Our national dish - fish and chips - is 150 years old and still going strong. In a 2008 poll of seven thousand Britons on what they most love about this country, it came first, beating the Queen into second place! There are over 10,000 fish and chip shops in the UK and each one has its own appeal. But who was the first person to put together the winning combination and does fish and chips hold its own with 21st century foodies?
Writer Kay Mellor has kept her play, A Passionate Woman, closely guarded over the years. Wary of selling out to Hollywood's production values, she feared that in the wrong hands, the story of a young woman's affair with her Polish neighbour, could be transformed into something unrecognisable from the story based on the life of her own mother. But a new BBC One adaptation of the story has been given the go ahead, with Billie Piper and Sue Johnston taking on the role of Betty, whose affair in 1950s Leeds has consequences that are still being felt decades later. Jenni Murray will be joined by writer Kay Mellor, to discuss A Passionate Woman.

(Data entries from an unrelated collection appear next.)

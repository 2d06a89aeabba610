//! Retrieval for legal questions.
//!
//! # Overview
//!
//! A question is turned into a query vector by the [`EmbeddingService`], the
//! [`DocumentStore`] returns the most similar legal text chunks, and
//! [`assemble_context`] folds them into the bounded context block that the
//! prompt builder hands to the model.
//!
//! # Architecture
//!
//! - [`embedder`]: query embedding through the hosted edge function
//! - [`store`]: the document store trait and its factory
//! - [`Retriever`]: jurisdiction filtering, ranking and capping, shared by the
//!   chat pipeline and the CSV export
//! - [`context`]: context assembly and citation tags
//!
//! Two stores exist: [`SupabaseStore`] calls the hosted database, and
//! [`MemoryStore`] scores rows in process with cosine similarity.

pub mod context;
pub mod embedder;
mod memory_store;
mod retriever;
pub mod store;
mod supabase_store;
mod types;

pub use context::{assemble_context, source_tag};
pub use embedder::{EmbedderError, EmbeddingService, SupabaseEmbedder};
pub use memory_store::{cosine_similarity, MemoryStore, StoredDocument};
pub use retriever::Retriever;
pub use store::{create_document_store, DocumentStore, StoreError};
pub use supabase_store::SupabaseStore;
pub use types::{DocumentRow, SearchParams};
use super::types::DocumentRow;

/// Separator placed between rows in the assembled context.
pub const ROW_SEPARATOR: &str = "\n";

/// Joins row contents in ranked order and hard-cuts the result to
/// `max_chars` characters.
///
/// With `source_tags` each row is prefixed by its citation, e.g.
/// `[Alameda County, Title 6, Chapter 6.04, Section 6.04.010] ...`, so the
/// model can cite what it read. An empty row set yields an empty string.
pub fn assemble_context(rows: &[DocumentRow], max_chars: usize, source_tags: bool) -> String {
    if rows.is_empty() {
        return String::new();
    }

    let joined = rows
        .iter()
        .map(|row| match source_tag(row) {
            Some(tag) if source_tags => format!("{} {}", tag, row.content),
            _ => row.content.clone(),
        })
        .collect::<Vec<_>>()
        .join(ROW_SEPARATOR);

    truncate_chars(&joined, max_chars)
}

/// Citation tag for a row, skipping empty parts. `None` when the row carries
/// no citation metadata at all.
pub fn source_tag(row: &DocumentRow) -> Option<String> {
    let mut parts = Vec::new();
    if !row.jurisdiction.is_empty() {
        parts.push(row.jurisdiction.clone());
    }
    if !row.title.is_empty() {
        parts.push(format!("Title {}", row.title));
    }
    if !row.chapter.is_empty() {
        parts.push(format!("Chapter {}", row.chapter));
    }
    if !row.section.is_empty() {
        parts.push(format!("Section {}", row.section));
    }

    if parts.is_empty() {
        None
    } else {
        Some(format!("[{}]", parts.join(", ")))
    }
}

fn truncate_chars(text: &str, max_chars: usize) -> String {
    match text.char_indices().nth(max_chars) {
        Some((byte_index, _)) => text[..byte_index].to_string(),
        None => text.to_string(),
    }
}

#[cfg(test)]
mod tests {
    use super::*;

    #[test]
    fn test_empty_rows_yield_empty_context() {
        assert_eq!(assemble_context(&[], 1500, true), "");
    }

    #[test]
    fn test_rows_joined_in_order() {
        let rows = vec![DocumentRow::new("1", "first"), DocumentRow::new("2", "second")];
        assert_eq!(assemble_context(&rows, 1500, false), "first\nsecond");
    }

    #[test]
    fn test_truncates_to_exact_budget() {
        let rows = vec![
            DocumentRow::new("1", "a".repeat(1000)),
            DocumentRow::new("2", "b".repeat(1000)),
        ];
        let context = assemble_context(&rows, 1500, false);
        assert_eq!(context.chars().count(), 1500);
        assert!(context.starts_with(&"a".repeat(1000)));
        assert!(context.ends_with('b'));
    }

    #[test]
    fn test_truncates_on_char_boundary() {
        let rows = vec![DocumentRow::new("1", "§§§§§")];
        let context = assemble_context(&rows, 3, false);
        assert_eq!(context, "§§§");
    }

    #[test]
    fn test_short_context_untouched() {
        let rows = vec![DocumentRow::new("1", "short")];
        assert_eq!(assemble_context(&rows, 1500, false), "short");
    }

    #[test]
    fn test_source_tags() {
        let rows = vec![
            DocumentRow::new("1", "Quiet hours begin at 10 p.m.")
                .with_jurisdiction("Alameda County")
                .with_citation("6", "6.04", "6.04.010"),
            DocumentRow::new("2", "untagged"),
        ];
        assert_eq!(
            assemble_context(&rows, 1500, true),
            "[Alameda County, Title 6, Chapter 6.04, Section 6.04.010] Quiet hours begin at 10 p.m.\nuntagged"
        );
    }

    #[test]
    fn test_source_tag_skips_empty_parts() {
        let row = DocumentRow::new("1", "x")
            .with_jurisdiction("Sierra Madre")
            .with_citation("", "", "4.2");
        assert_eq!(source_tag(&row).as_deref(), Some("[Sierra Madre, Section 4.2]"));
        assert_eq!(source_tag(&DocumentRow::new("2", "y")), None);
    }
}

Last week Baroness Ruth Deech gave a lecture at the Museum of London in which she called for a public campaign to discourage marriages between first cousins. It's a practice that's common in many immigrant communities and can put children at risk of serious genetic illnesses. Lady Deech called for more trained genetic counselling -and more openness in discussing the issues. She also warned that marriages between first cousins can be a barrier to integration of minority communities. To discuss these issues Baroness Deech joins Jenni Murray along with Waqar Ahmad, Professor of Social Policy at Middlesex University
In 1995 British mountaineer Alison Hargreaves became the first woman to climb Mount Everest without oxygen. Her strength, skill and determination made her an inspiration to thousands of women, and her achievements were front page news. But three months later she was back on the front pages when she was tragically killed attempting to climb K2. She left behind two young children - Tom, who was 6 at the time and Kate who was just 4. Her death lead to much criticism from the press who questioned how a woman with two young children could risk her life in this way. Now those children have grown up. Tom is 21 and Kate 18. The family have recently moved to the Swiss Alps where Tom is training to tackle some of the peaks his mother climbed. Early in 2011 he intends to attempt his own solo climb of K2. Jenni Murray talks to Tom and Kate and to their father Jim Ballard.